──────── Provided records

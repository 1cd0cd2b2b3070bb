use std::{
    collections::hash_map::DefaultHasher,
    hash::{Hash, Hasher},
};

use nova_defence_core::{
    AbilitySlot, Command, EconomyConfig, EnemyKind, Event, GameConfig, GamePhase, HeroKind,
    PlacementError, SpawnGroup, SpotId, TowerKind, WaveConfig,
};
use nova_defence_engine::Simulation;
use nova_defence_system_spawning::WavePhase;
use nova_defence_world::{testing, CommandError};

fn single_floof_config() -> GameConfig {
    let mut config = testing::sample_config();
    config.waves = vec![WaveConfig {
        id: 1,
        enemies: vec![SpawnGroup {
            kind: EnemyKind::Floofernaut,
            count: 1,
            spawn_delay: 0.0,
        }],
        delay_between_waves: 0.0,
    }];
    config
}

fn started(config: GameConfig) -> Simulation {
    let mut simulation = Simulation::new(config).expect("configuration is valid");
    simulation
        .submit(Command::StartGame)
        .expect("menu transitions to playing");
    simulation
}

fn run_until_over(simulation: &mut Simulation, max_ticks: usize) -> Vec<Event> {
    let mut log = Vec::new();
    for _ in 0..max_ticks {
        log.extend_from_slice(simulation.tick(0.1));
        if simulation.world().phase().is_over() {
            break;
        }
    }
    log
}

#[test]
fn clearing_the_last_wave_wins_the_match() {
    let mut simulation = started(single_floof_config());
    simulation
        .submit(Command::PlaceTower {
            kind: TowerKind::PlasmaSpire,
            spot: SpotId::new(0),
        })
        .expect("affordable");
    simulation
        .submit(Command::PlaceTower {
            kind: TowerKind::RailCannon,
            spot: SpotId::new(1),
        })
        .expect("affordable");
    simulation
        .submit(Command::StartNextWave)
        .expect("wave start allowed while playing");

    let log = run_until_over(&mut simulation, 400);

    assert_eq!(simulation.world().phase(), GamePhase::Won);
    assert!(log.contains(&Event::AllWavesCompleted));
    assert!(log.contains(&Event::PhaseChanged {
        from: GamePhase::Playing,
        to: GamePhase::Won,
    }));
    assert_eq!(simulation.wave_director().phase(), WavePhase::Complete);
}

#[test]
fn escaping_enemies_lose_the_match_once() {
    let mut config = single_floof_config();
    config.economy = EconomyConfig {
        starting_lives: 1,
        ..EconomyConfig::default()
    };
    let mut simulation = started(config);
    simulation
        .submit(Command::StartNextWave)
        .expect("wave start allowed while playing");

    let log = run_until_over(&mut simulation, 400);

    assert_eq!(simulation.world().phase(), GamePhase::Lost);
    let losses = log
        .iter()
        .filter(|event| {
            matches!(
                event,
                Event::PhaseChanged {
                    to: GamePhase::Lost,
                    ..
                }
            )
        })
        .count();
    assert_eq!(losses, 1);

    let clock = simulation.world().clock();
    assert!(simulation.tick(0.1).is_empty());
    assert_eq!(simulation.world().clock(), clock);
}

#[test]
fn paused_matches_do_not_advance() {
    let mut simulation = started(testing::sample_config());
    simulation.submit(Command::Pause).expect("pause while playing");

    let _ = simulation.tick(0.1);
    assert_eq!(simulation.world().clock(), 0.0);

    simulation.submit(Command::Resume).expect("resume while paused");
    let _ = simulation.tick(0.05);
    assert_eq!(simulation.world().clock(), 0.05);
}

#[test]
fn oversized_deltas_are_clamped() {
    let mut simulation = started(testing::sample_config());

    let _ = simulation.tick(5.0);

    assert_eq!(simulation.world().clock(), 0.1);
}

#[test]
fn nothing_advances_in_the_menu() {
    let mut simulation = Simulation::new(testing::sample_config()).expect("valid");

    let _ = simulation.tick(0.1);

    assert_eq!(simulation.world().phase(), GamePhase::Menu);
    assert_eq!(simulation.world().clock(), 0.0);
}

#[test]
fn queued_ability_resolves_on_the_next_tick() {
    let mut simulation = started(testing::sample_config());
    simulation
        .submit(Command::ActivateAbility {
            slot: AbilitySlot::Second,
        })
        .expect("ability requests are accepted while playing");

    let events = simulation.tick(0.1).to_vec();

    assert!(events.iter().any(|event| matches!(
        event,
        Event::AbilityCast {
            slot: AbilitySlot::Second,
            ultimate: false,
            ..
        }
    )));
    assert!(simulation.tick(0.1).is_empty());
}

#[test]
fn rejected_commands_surface_on_the_next_tick() {
    let mut simulation = started(testing::sample_config());

    let result = simulation.submit(Command::PlaceTower {
        kind: TowerKind::PlasmaSpire,
        spot: SpotId::new(42),
    });

    assert_eq!(
        result,
        Err(CommandError::Placement(PlacementError::UnknownSpot))
    );
    let events = simulation.tick(0.1);
    assert!(events.iter().any(|event| matches!(
        event,
        Event::TowerPlacementRejected {
            reason: PlacementError::UnknownSpot,
            ..
        }
    )));
}

#[test]
fn reset_rearms_the_wave_director() {
    let mut simulation = started(testing::sample_config());
    simulation.submit(Command::StartNextWave).expect("allowed");
    for _ in 0..20 {
        let _ = simulation.tick(0.1);
    }
    assert!(simulation.world().enemy_count() > 0);

    simulation.submit(Command::ResetGame).expect("reset succeeds");

    assert_eq!(simulation.world().enemy_count(), 0);
    assert_eq!(simulation.world().clock(), 0.0);
    assert_eq!(simulation.world().wave_status().total_waves, 2);
    assert_eq!(
        simulation.wave_director().phase(),
        WavePhase::BetweenWaves { countdown: None }
    );
}

fn scripted_fingerprint() -> u64 {
    let mut simulation = Simulation::with_default_config().expect("default configuration");
    simulation.submit(Command::StartGame).expect("start");
    simulation
        .submit(Command::SwitchHero {
            kind: HeroKind::Assassin,
        })
        .expect("switch");
    for (kind, spot) in [
        (TowerKind::PlasmaSpire, 1),
        (TowerKind::RailCannon, 2),
    ] {
        simulation
            .submit(Command::PlaceTower {
                kind,
                spot: SpotId::new(spot),
            })
            .expect("affordable");
    }

    let mut hasher = DefaultHasher::new();
    for step in 0..900 {
        if step % 50 == 0 {
            let _ = simulation.submit(Command::ActivateAbility {
                slot: AbilitySlot::Second,
            });
        }
        if step == 300 {
            let _ = simulation.submit(Command::MoveHero { x: -4.0, z: -4.0 });
        }
        for event in simulation.tick(0.1) {
            format!("{event:?}").hash(&mut hasher);
        }
        if simulation.world().phase().is_over() {
            break;
        }
    }
    simulation.world().economy().score.hash(&mut hasher);
    simulation.world().clock().to_bits().hash(&mut hasher);
    hasher.finish()
}

#[test]
fn identical_scripts_replay_identically() {
    assert_eq!(scripted_fingerprint(), scripted_fingerprint());
}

────────────────

**To do**
Looking at the records above, report how many lines contain the word "valid". Answer with the number only.

**The completed task**
2